Ainda no prólogo ao leitor, o autor faz a apologia por a Theorica ter sido escrita por um médico, isto é, por alguém que poderia não possuir os conhecimentos necessários para a poder apresentar com a qualidade necessária. Na sua opinião, contudo, a explicação do fenómeno das marés era do interesse dos médicos, dado o facto de as doenças estarem sujeitas às mesmas forças que intervêm nas marés. Como exemplo desta afirmação, são referidas as “furias dos Maniacos, que repetem com mayor vehemencia na lua nova, e na lua cheia”. É indicado que a influência da Lua e do Sol nas doenças humanas era conhecida desde a Antiguidade, tendo sido Newton o primeiro a explicar como actuam essas forças. O leitor é exortado a ler uma obra de Richard Mead intitulada De Imperio Solis, ac Lunae in Corpora Humana, et Morbis inde

oriundis (Sobre a Influência do Sol e da Lua nos Corpos Humanos e das Doenças provocadas)

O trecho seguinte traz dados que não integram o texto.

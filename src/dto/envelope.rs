use serde::de::{self, Visitor};
use serde::{Deserialize, Deserializer, Serialize, Serializer};
use std::fmt::Formatter;

/// Body shape shared by every response: `{ "message": ..., "data": ... }`.
#[derive(Clone, Debug, PartialEq, Serialize, Deserialize)]
pub struct Envelope<T> {
    pub message: String,
    pub data: T,
}

impl<T> Envelope<T> {
    pub fn new(message: impl Into<String>, data: T) -> Envelope<T> {
        Envelope {
            message: message.into(),
            data,
        }
    }
}

impl Envelope<NoData> {
    pub fn empty(message: impl Into<String>) -> Envelope<NoData> {
        Envelope::new(message, NoData)
    }
}

/// Placeholder payload for operations without one. Serializes as `""`, never `null`.
#[derive(Clone, Copy, Debug, Default, PartialEq, Eq)]
pub struct NoData;

impl Serialize for NoData {
    fn serialize<S: Serializer>(&self, serializer: S) -> Result<S::Ok, S::Error> {
        serializer.serialize_str("")
    }
}

impl<'de> Deserialize<'de> for NoData {
    fn deserialize<D: Deserializer<'de>>(deserializer: D) -> Result<NoData, D::Error> {
        struct NoDataVisitor;

        impl Visitor<'_> for NoDataVisitor {
            type Value = NoData;

            fn expecting(&self, f: &mut Formatter) -> std::fmt::Result {
                write!(f, "an empty string")
            }

            fn visit_str<E: de::Error>(self, value: &str) -> Result<NoData, E> {
                if value.is_empty() {
                    Ok(NoData)
                } else {
                    Err(E::invalid_value(de::Unexpected::Str(value), &self))
                }
            }
        }

        deserializer.deserialize_str(NoDataVisitor)
    }
}

#[cfg(test)]
mod test {
    use super::*;
    use serde_json::json;

    #[test]
    fn it_should_serialize_empty_data_as_empty_string() {
        let value = serde_json::to_value(Envelope::empty("Api deleted")).unwrap();
        assert_eq!(value, json!({ "message": "Api deleted", "data": "" }));
    }

    #[test]
    fn it_should_keep_data_field_for_payloads() {
        let value = serde_json::to_value(Envelope::new("ok", vec![1, 2])).unwrap();
        assert_eq!(value, json!({ "message": "ok", "data": [1, 2] }));
    }

    #[test]
    fn it_should_reject_non_empty_string_as_no_data() {
        let result: Result<Envelope<NoData>, _> =
            serde_json::from_value(json!({ "message": "x", "data": "something" }));
        assert!(result.is_err());
    }
}
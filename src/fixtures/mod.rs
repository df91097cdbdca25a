use crate::dto::{
    ApiDetails, ApiSummary, ApplicationDetails, ApplicationSummary, TenantSettings, TenantSummary,
};

mod api;
mod application;
mod tenant;

/// Canned data for one resource family: the list view, the detail view and
/// the detail view as it reads after an update.
#[derive(Clone, Debug)]
pub struct FamilyFixtures<S, D> {
    pub list: Vec<S>,
    pub details: D,
    pub edited: D,
}

/// Every fixture served by the process. Built once at startup and shared
/// read-only between requests.
#[derive(Clone, Debug)]
pub struct Fixtures {
    pub api: FamilyFixtures<ApiSummary, ApiDetails>,
    pub applications: FamilyFixtures<ApplicationSummary, ApplicationDetails>,
    pub tenant: FamilyFixtures<TenantSummary, TenantSettings>,
}

impl Fixtures {
    pub fn new() -> Fixtures {
        Fixtures {
            api: api::fixtures(),
            applications: application::fixtures(),
            tenant: tenant::fixtures(),
        }
    }
}

impl Default for Fixtures {
    fn default() -> Fixtures {
        Fixtures::new()
    }
}
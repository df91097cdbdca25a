use crate::api::{AppError, AppState};
use crate::controller::{Controller, RequestContext, ResourceFamily};
use crate::dto::{Envelope, NoData};
use axum::Json;
use axum::Router;
use axum::body::Bytes;
use axum::extract::{Path, State};
use axum::http::HeaderMap;
use axum::routing::get;
use std::collections::HashMap;

pub const SIMULATE_ERROR_HEADER: &str = "x-simulate-error";

type Params = Path<HashMap<String, String>>;

/// Routes for one resource family, meant to be nested under its prefix.
pub fn resource_router<R: ResourceFamily>() -> Router<AppState> {
    let mut router = Router::new()
        .route("/{tenant_id}", get(list::<R>).post(create::<R>))
        .route(
            "/{tenant_id}/{id}",
            get(get_details::<R>)
                .put(update_details::<R>)
                .patch(update_details::<R>)
                .delete(delete_details::<R>),
        );
    if let Some(alias) = R::ALIAS {
        router = router
            .route(
                &format!("/{{tenant_id}}/{}", alias),
                get(list::<R>).post(create::<R>),
            )
            .route(
                &format!("/{{tenant_id}}/{}/{{id}}", alias),
                get(get_details::<R>)
                    .put(update_details::<R>)
                    .patch(update_details::<R>)
                    .delete(delete_details::<R>),
            );
    }
    router
}

fn simulate_error_requested(headers: &HeaderMap) -> bool {
    headers
        .get(SIMULATE_ERROR_HEADER)
        .and_then(|v| v.to_str().ok())
        .map(|v| v.eq_ignore_ascii_case("true") || v == "1")
        .unwrap_or(false)
}

fn request_context(params: HashMap<String, String>, headers: &HeaderMap) -> RequestContext {
    RequestContext::new(params).with_simulated_error(simulate_error_requested(headers))
}

async fn list<R: ResourceFamily>(
    State(app_state): State<AppState>,
    Path(params): Params,
    headers: HeaderMap,
) -> Result<Json<Envelope<Vec<R::Summary>>>, AppError> {
    let ctx = request_context(params, &headers);
    Ok(Json(Controller::<R>::new(app_state).list(&ctx).await?))
}

async fn create<R: ResourceFamily>(
    State(app_state): State<AppState>,
    Path(params): Params,
    headers: HeaderMap,
    body: Bytes,
) -> Result<Json<Envelope<NoData>>, AppError> {
    let ctx = request_context(params, &headers)
        .with_body(String::from_utf8_lossy(&body).into_owned());
    Ok(Json(Controller::<R>::new(app_state).create(&ctx).await?))
}

async fn get_details<R: ResourceFamily>(
    State(app_state): State<AppState>,
    Path(params): Params,
    headers: HeaderMap,
) -> Result<Json<Envelope<R::Details>>, AppError> {
    let ctx = request_context(params, &headers);
    Ok(Json(Controller::<R>::new(app_state).get_details(&ctx).await?))
}

async fn update_details<R: ResourceFamily>(
    State(app_state): State<AppState>,
    Path(params): Params,
    headers: HeaderMap,
    body: Bytes,
) -> Result<Json<Envelope<R::Details>>, AppError> {
    let ctx = request_context(params, &headers)
        .with_body(String::from_utf8_lossy(&body).into_owned());
    Ok(Json(Controller::<R>::new(app_state).update_details(&ctx).await?))
}

async fn delete_details<R: ResourceFamily>(
    State(app_state): State<AppState>,
    Path(params): Params,
    headers: HeaderMap,
) -> Result<Json<Envelope<NoData>>, AppError> {
    let ctx = request_context(params, &headers);
    Ok(Json(Controller::<R>::new(app_state).delete_details(&ctx).await?))
}

#[cfg(test)]
mod test {
    use super::*;
    use axum::http::HeaderValue;

    #[test]
    fn it_should_read_simulate_error_header() {
        let mut headers = HeaderMap::new();
        assert!(!simulate_error_requested(&headers));

        headers.insert(SIMULATE_ERROR_HEADER, HeaderValue::from_static("TRUE"));
        assert!(simulate_error_requested(&headers));

        headers.insert(SIMULATE_ERROR_HEADER, HeaderValue::from_static("1"));
        assert!(simulate_error_requested(&headers));

        headers.insert(SIMULATE_ERROR_HEADER, HeaderValue::from_static("no"));
        assert!(!simulate_error_requested(&headers));
    }
}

onde se considera a existência de uma relação directa entre as forças exercidas pela Lua e pelo Sol e o aparecimento de algumas doenças. Mead foi um dos médicos da Royal Society com quem Sarmento terá estabelecido contacto, devendo ser salientado que o médico inglês gozava de enorme prestígio entre a classe médica inglesa.

No final do prólogo dedicado ao leitor, é mencionada a obra Elementos de Geometria e

Trigonometria Plana (1737) do Padre jesuíta Manoel de Campos. Na opinião do autor da

Theorica, esta obra podia ser considerada como uma introdução à filosofia newtoniana, sendo a sua edição reveladora de que algo estaria a mudar entre as elites portuguesas. Tendo em conta que o livro de Campos foi publicada em 1737, isto é, no ano em que a Theorica terá sido impressa, isso pode significar que o Prólogo ao leitor deverá ter sido escrito após a impressão do corpo principal da obra. Por outro lado, esta parte do livro não tem numeração das páginas, o que corrobora essa hipótese17.

15No seu artigo “Sobre a Aceitação da Filosofia Newtoniana em Portugal”, Rómulo de Carvalho refere que apenas teve contacto com quatro ou cinco exemplares, mas é certo que o número real é maior. Da pesquisa realizada existem em Portugal pelo menos seis exemplares – dois na BN, dois na BACL, um na Biblioteca da Universidade de Coimbra e outro na Biblioteca da Universidade de Évora. No estrangeiro existem mais exemplares, nomeadamente em Inglaterra.

16 Num catálogo de um livreiro lisboeta datado de 1819, (Cf. ANTT, RMC, Cx. 494, nº 45) a obra é mencionada, quase um século depois de ter sido editada.

17 Nesta altura, os livros eram muitas vezes comprados sem serem encadernados, sendo relativamente fácil acrescentar algumas páginas aos livros já impressos.